Let me start by wishing Japan and Kazakhstan every success for their two-year term as Article XIV coordinators, and by thanking the Secretary-General for convening this important conference.

Chairpersons,

The Comprehensive Nuclear-Test-Ban Treaty is close to my heart. Twenty years ago, when I was Minister for Cultural Affairs, I campaigned actively to end nuclear testing in the South Pacific.

I was therefore particularly moved by the statement at this year’s NPT Review Conference by my colleague Tony deBrum from the Marshall Islands. As a nine-year old, sitting on his father’s fishing boat, he saw the sky turn red and felt the shock wave when the 1954 Castle Bravo test detonated at Bikini Atoll, with a yield of 15 megatons. And he was 200 miles from ground zero.

The effects on humans and nature of the over 2000 nuclear tests carried out over 50 years are severe. Test sites remain uninhabitable for humans, and land and pristine coral reefs have been destroyed. These effects serve as a stark reminder of the unacceptable and incalculable humanitarian and environmental consequences that would result if nuclear weapons were ever used again. The Comprehensive Nuclear-Test-Ban Treaty gives us hope that such a horrific scenario will not be repeated. 
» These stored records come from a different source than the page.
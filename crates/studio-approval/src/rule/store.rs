//! In-memory store for approval rules.

use std::collections::HashMap;
use std::fmt;
use std::sync::atomic::{AtomicBool, AtomicU64, Ordering};
use std::sync::{Arc, RwLock};
use studio_core::{MethodName, ModelName, RecordId, RuleId, Timestamp};
use studio_host::EntityRegistry;

use super::{NewRule, Rule, RuleTarget, RuleUpdate};
use crate::entry::EntryStore;
use crate::error::{ApprovalError, ApprovalResult};

/// In-memory store for approval rules.
///
/// Thread-safe via internal [`RwLock`]. Owns rule validation against
/// the host's [`EntityRegistry`], the immutability invariants for
/// rules with existing entries, and the per-target nowait lock that
/// serializes concurrent approvals.
pub struct RuleStore {
    registry: Arc<dyn EntityRegistry>,
    entries: Arc<EntryStore>,
    rules: RwLock<HashMap<RuleId, Rule>>,
    seq: AtomicU64,
    locks: RwLock<HashMap<(ModelName, RuleTarget), Arc<AtomicBool>>>,
}

impl RuleStore {
    /// Create an empty rule store.
    #[must_use]
    pub fn new(registry: Arc<dyn EntityRegistry>, entries: Arc<EntryStore>) -> Self {
        Self {
            registry,
            entries,
            rules: RwLock::new(HashMap::new()),
            seq: AtomicU64::new(0),
            locks: RwLock::new(HashMap::new()),
        }
    }

    /// Create a rule after validating its target.
    ///
    /// # Errors
    ///
    /// Returns a validation error when the model is unknown, or the
    /// target method is private, primitive, or not declared on the
    /// model.
    pub fn create(&self, new: NewRule) -> ApprovalResult<Rule> {
        self.validate_target(&new.model, &new.target)?;
        let rule = Rule {
            id: RuleId::new(),
            seq: self.seq.fetch_add(1, Ordering::Relaxed),
            model: new.model,
            target: new.target,
            domain: new.domain,
            level: new.level,
            exclusive_user: new.exclusive_user,
            approval_group: new.approval_group,
            users_to_notify: new.users_to_notify,
            active: true,
            created_at: Timestamp::now(),
        };
        let mut rules = self.write_rules()?;
        tracing::info!(rule = %rule, "approval rule created");
        rules.insert(rule.id, rule.clone());
        Ok(rule)
    }

    /// Apply a partial update.
    ///
    /// # Errors
    ///
    /// Returns an immutability error when the update touches `model`
    /// or `target` and the rule has existing entries, and a validation
    /// error when a new target is invalid.
    pub fn update(&self, id: RuleId, update: RuleUpdate) -> ApprovalResult<Rule> {
        if update.touches_frozen_fields() && self.entries.rule_has_entries(id) {
            return Err(ApprovalError::Immutability {
                rule: id,
                reason: "model and target are frozen; archive the rule instead".to_string(),
            });
        }
        let mut rules = self.write_rules()?;
        let rule = rules.get_mut(&id).ok_or_else(|| unknown_rule(id))?;

        let model = update.model.clone().unwrap_or_else(|| rule.model.clone());
        let target = update.target.clone().unwrap_or_else(|| rule.target.clone());
        if update.touches_frozen_fields() {
            self.validate_target(&model, &target)?;
        }

        rule.model = model;
        rule.target = target;
        if let Some(domain) = update.domain {
            rule.domain = domain;
        }
        if let Some(level) = update.level {
            rule.level = level;
        }
        if let Some(exclusive) = update.exclusive_user {
            rule.exclusive_user = exclusive;
        }
        if let Some(group) = update.approval_group {
            rule.approval_group = group;
        }
        if let Some(users) = update.users_to_notify {
            rule.users_to_notify = users;
        }
        Ok(rule.clone())
    }

    /// Archive a rule. Archived rules never apply but keep their
    /// entries.
    ///
    /// # Errors
    ///
    /// Returns an error for unknown rules.
    pub fn archive(&self, id: RuleId) -> ApprovalResult<Rule> {
        self.set_active(id, false)
    }

    /// Put an archived rule back in force.
    ///
    /// # Errors
    ///
    /// Returns an error for unknown rules.
    pub fn unarchive(&self, id: RuleId) -> ApprovalResult<Rule> {
        self.set_active(id, true)
    }

    /// Delete a rule.
    ///
    /// # Errors
    ///
    /// Returns an immutability error when the rule has existing
    /// entries — such rules may only be archived.
    pub fn delete(&self, id: RuleId) -> ApprovalResult<()> {
        if self.entries.rule_has_entries(id) {
            return Err(ApprovalError::Immutability {
                rule: id,
                reason: "rules with entries cannot be deleted".to_string(),
            });
        }
        let mut rules = self.write_rules()?;
        rules.remove(&id).ok_or_else(|| unknown_rule(id))?;
        tracing::info!(%id, "approval rule deleted");
        Ok(())
    }

    /// Look up a rule.
    #[must_use]
    pub fn get(&self, id: RuleId) -> Option<Rule> {
        self.rules.read().ok()?.get(&id).cloned()
    }

    /// Look up a rule, erroring on unknown ids.
    ///
    /// # Errors
    ///
    /// Returns a state error for unknown rules.
    pub fn get_required(&self, id: RuleId) -> ApprovalResult<Rule> {
        self.get(id).ok_or_else(|| unknown_rule(id))
    }

    /// Active rules governing `(model, target)`, in decision order:
    /// level ascending, exclusive first within a level, then creation
    /// order.
    #[must_use]
    pub fn rules_for(&self, model: &ModelName, target: &RuleTarget) -> Vec<Rule> {
        let Ok(rules) = self.rules.read() else {
            return Vec::new();
        };
        let mut matching: Vec<Rule> = rules
            .values()
            .filter(|r| r.active && &r.model == model && &r.target == target)
            .cloned()
            .collect();
        matching.sort_by_key(Rule::ordering_key);
        matching
    }

    /// Every `(model, method)` pair referenced by an active
    /// method-targeting rule. This is the set the interceptor patches.
    #[must_use]
    pub fn method_targets(&self) -> Vec<(ModelName, MethodName)> {
        let Ok(rules) = self.rules.read() else {
            return Vec::new();
        };
        let mut targets: Vec<(ModelName, MethodName)> = rules
            .values()
            .filter(|r| r.active)
            .filter_map(|r| {
                r.target
                    .method()
                    .map(|m| (r.model.clone(), m.clone()))
            })
            .collect();
        targets.sort();
        targets.dedup();
        targets
    }

    /// Number of rules (including archived).
    #[must_use]
    pub fn count(&self) -> usize {
        self.rules.read().map(|r| r.len()).unwrap_or(0)
    }

    /// Acquire the nowait lock serializing approvals on the rule set
    /// governing `(model, target)`. Released when the returned guard
    /// drops.
    ///
    /// # Errors
    ///
    /// Returns [`ApprovalError::LockContention`] when another approval
    /// holds the lock; the host's transaction runtime retries those.
    pub fn lock_target_nowait(
        &self,
        model: &ModelName,
        target: &RuleTarget,
        record: RecordId,
    ) -> ApprovalResult<TargetLock> {
        let flag = {
            let mut locks = self
                .locks
                .write()
                .map_err(|e| ApprovalError::Storage(e.to_string()))?;
            Arc::clone(
                locks
                    .entry((model.clone(), target.clone()))
                    .or_insert_with(|| Arc::new(AtomicBool::new(false))),
            )
        };
        if flag
            .compare_exchange(false, true, Ordering::Acquire, Ordering::Relaxed)
            .is_err()
        {
            return Err(ApprovalError::LockContention {
                model: model.clone(),
                record,
            });
        }
        Ok(TargetLock { flag })
    }

    fn set_active(&self, id: RuleId, active: bool) -> ApprovalResult<Rule> {
        let mut rules = self.write_rules()?;
        let rule = rules.get_mut(&id).ok_or_else(|| unknown_rule(id))?;
        rule.active = active;
        tracing::info!(rule = %rule, active, "approval rule archive state changed");
        Ok(rule.clone())
    }

    fn validate_target(&self, model: &ModelName, target: &RuleTarget) -> ApprovalResult<()> {
        if !self.registry.model_exists(model) {
            return Err(ApprovalError::Validation {
                reason: format!("unknown model {model}"),
            });
        }
        if let RuleTarget::Method(method) = target {
            if method.is_private() {
                return Err(ApprovalError::Validation {
                    reason: format!("{method} is private and cannot be gated"),
                });
            }
            if method.is_primitive() {
                return Err(ApprovalError::Validation {
                    reason: format!(
                        "{method} is a primitive persistence operation and cannot be gated"
                    ),
                });
            }
            if !self.registry.has_public_method(model, method) {
                return Err(ApprovalError::Validation {
                    reason: format!("{model} has no public method {method}"),
                });
            }
        }
        Ok(())
    }

    fn write_rules(&self) -> ApprovalResult<std::sync::RwLockWriteGuard<'_, HashMap<RuleId, Rule>>> {
        self.rules
            .write()
            .map_err(|e| ApprovalError::Storage(e.to_string()))
    }
}

impl fmt::Debug for RuleStore {
    fn fmt(&self, f: &mut fmt::Formatter<'_>) -> fmt::Result {
        f.debug_struct("RuleStore")
            .field("count", &self.count())
            .finish_non_exhaustive()
    }
}

fn unknown_rule(id: RuleId) -> ApprovalError {
    ApprovalError::State {
        reason: format!("unknown rule {id}"),
    }
}

/// Guard over the rule set governing one `(model, target)` pair.
/// Dropping it releases the lock.
#[must_use = "the target lock is released when this guard drops"]
pub struct TargetLock {
    flag: Arc<AtomicBool>,
}

impl Drop for TargetLock {
    fn drop(&mut self) {
        self.flag.store(false, Ordering::Release);
    }
}

impl fmt::Debug for TargetLock {
    fn fmt(&self, f: &mut fmt::Formatter<'_>) -> fmt::Result {
        f.debug_struct("TargetLock").finish_non_exhaustive()
    }
}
Nuclear disarmament remains a top priority of my Government. One of my first actions as Minister for Foreign Affairs was to add Sweden to the countries that support the Humanitarian Initiative. Sweden’s strong support for the entry into force of the Comprehensive Nuclear-Test-Ban Treaty remains steadfast.  Indeed, the entire European Union is united behind this goal, which would be an important milestone on the path to achieving the total elimination of nuclear weapons. And it is a step to which all States Parties to the Nuclear Non-Proliferation Treaty are committed.

Sweden’s support for the CTBT was expressed through our hosting of the first substantive meeting of the CTBTO Group of Eminent Persons (GEM) last year. Among the participants were Dr Lassina Zerbo, Dr Hans Blix and High Representative Federica Mogherini, who will speak later today. In terms of technical support, the Swedish Defence Research Agency FOI recently began the development of a third generation of the SAUNA system for noble gas detection. We are pleased that the SAUNA system has proven its worth, most recently at the IFE on-site inspection exercise in Jordan. It is being installed at radionuclide stations around the world as part of the International Monitoring System.

Chairpersons,

The Comprehensive Nuclear-Test-Ban Treaty gives us hope that my dream from all those years ago, and our shared vision of a more humane world in which nuclear testing remains a thing of the past, may come true. Today, we renew our call on all States that have not yet done so, in particular the eight remaining Annex 2 countries, to join us in realising that vision.

Thank you Chairpersons.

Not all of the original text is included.